Here are some of the DNA testing schemes currently available – reputable breeders from the breeds affected should test all their breeding stock and only use those which have been proven to be clear of the defective gene:
Canine Leucocyte Adhesion Deficiency (CLAD)
CLAD is a immune-deficiency disease prevalent in Irish and Irish Red & White Setters where the white blood cells are unable to fight infection. The gene is recessive, therefore a puppy which only inherits one gene from one parent may not show symptoms but may be a carrier, passing on the deadly disease to the next generation.
A puppy which inherits both sets of genes will suffer severe multiple infections and die young – a horrible fate for any animal. However, if only clear animals are used for breeding or if carriers are only mated to a CLAD clear bitch or dog, then the disease will gradually be eliminated from the gene pool. Now that the DNA test is available, this should be easily done – provided that breeders are ethical and responsible and participate in the DNA screening. From June 2008, the Kennel Clubs will refuse registration to any pup unless both parents are clear of CLAD and will also refuse to register any carriers.

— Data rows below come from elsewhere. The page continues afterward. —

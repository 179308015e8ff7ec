use clap::Parser;
use error_stack::Report;

use airport_api::{cmd, tracing_config, Error};

fn main() -> Result<(), Report<Error>> {
    tokio::runtime::Builder::new_multi_thread()
        .enable_all()
        .build()
        .unwrap()
        .block_on(actual_main())
}

async fn actual_main() -> Result<(), Report<Error>> {
    error_stack::Report::set_color_mode(error_stack::fmt::ColorMode::None);

    let mut cli = cmd::Cli::parse();
    if !cli.no_dotenv {
        dotenvy::dotenv().ok();
        // Reread with the environment variables in place
        cli = cmd::Cli::parse();
    }

    tracing_config::init();

    cmd::run(cli).await
}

A disease which affects Bedlington Terriers, copper toxicosis occurs as a result of excess copper being stored in the liver, leading to poisoning, severe illness and even death. The only previous test for this disease was a painful liver biopsy to assess the levels of copper present so the new DNA screening test – although not 100% accurate – is a preferable alternative, as it is non-invasive and gives breeders a chance to minimise the disease in their breeding lines. About 50% of Bedlington Terriers carry the defective gene so it would not be advisable to remove all the carriers from the breeding pool as this would limit the genetic material too much, losing many beneficial genes along with the carriers and possibly lead to other problems. Instead, it is advised that carriers are only mated to clear dogs, so that no offspring will be clinically affected, even if they are carriers. Meanwhile, other beneficial genes in the gene pool will not be lost from the breed. Bedlington Terrier clubs are now notified of all test results from the DNA screenings.
Cystinuria is a genetic kidney defect which is found in Newfoundlands. It occurs when an amino acid called cystine is not re-absorbed correctly by the kidneys, thus causing the formation of kidney and bladder stones. These in turn can cause kidney failure, a ruptured bladder and even death if not dealt with promptly. The DNA screening test now available provided information about the genetic status of the breeding stock so that breeders can know which of their dogs are carriers of this deadly defect. Thus, they can ensure that carrier dogs are only bred to non-carriers, so that no offspring produced are affected – while all affected dogs are removed from the breeding programmes.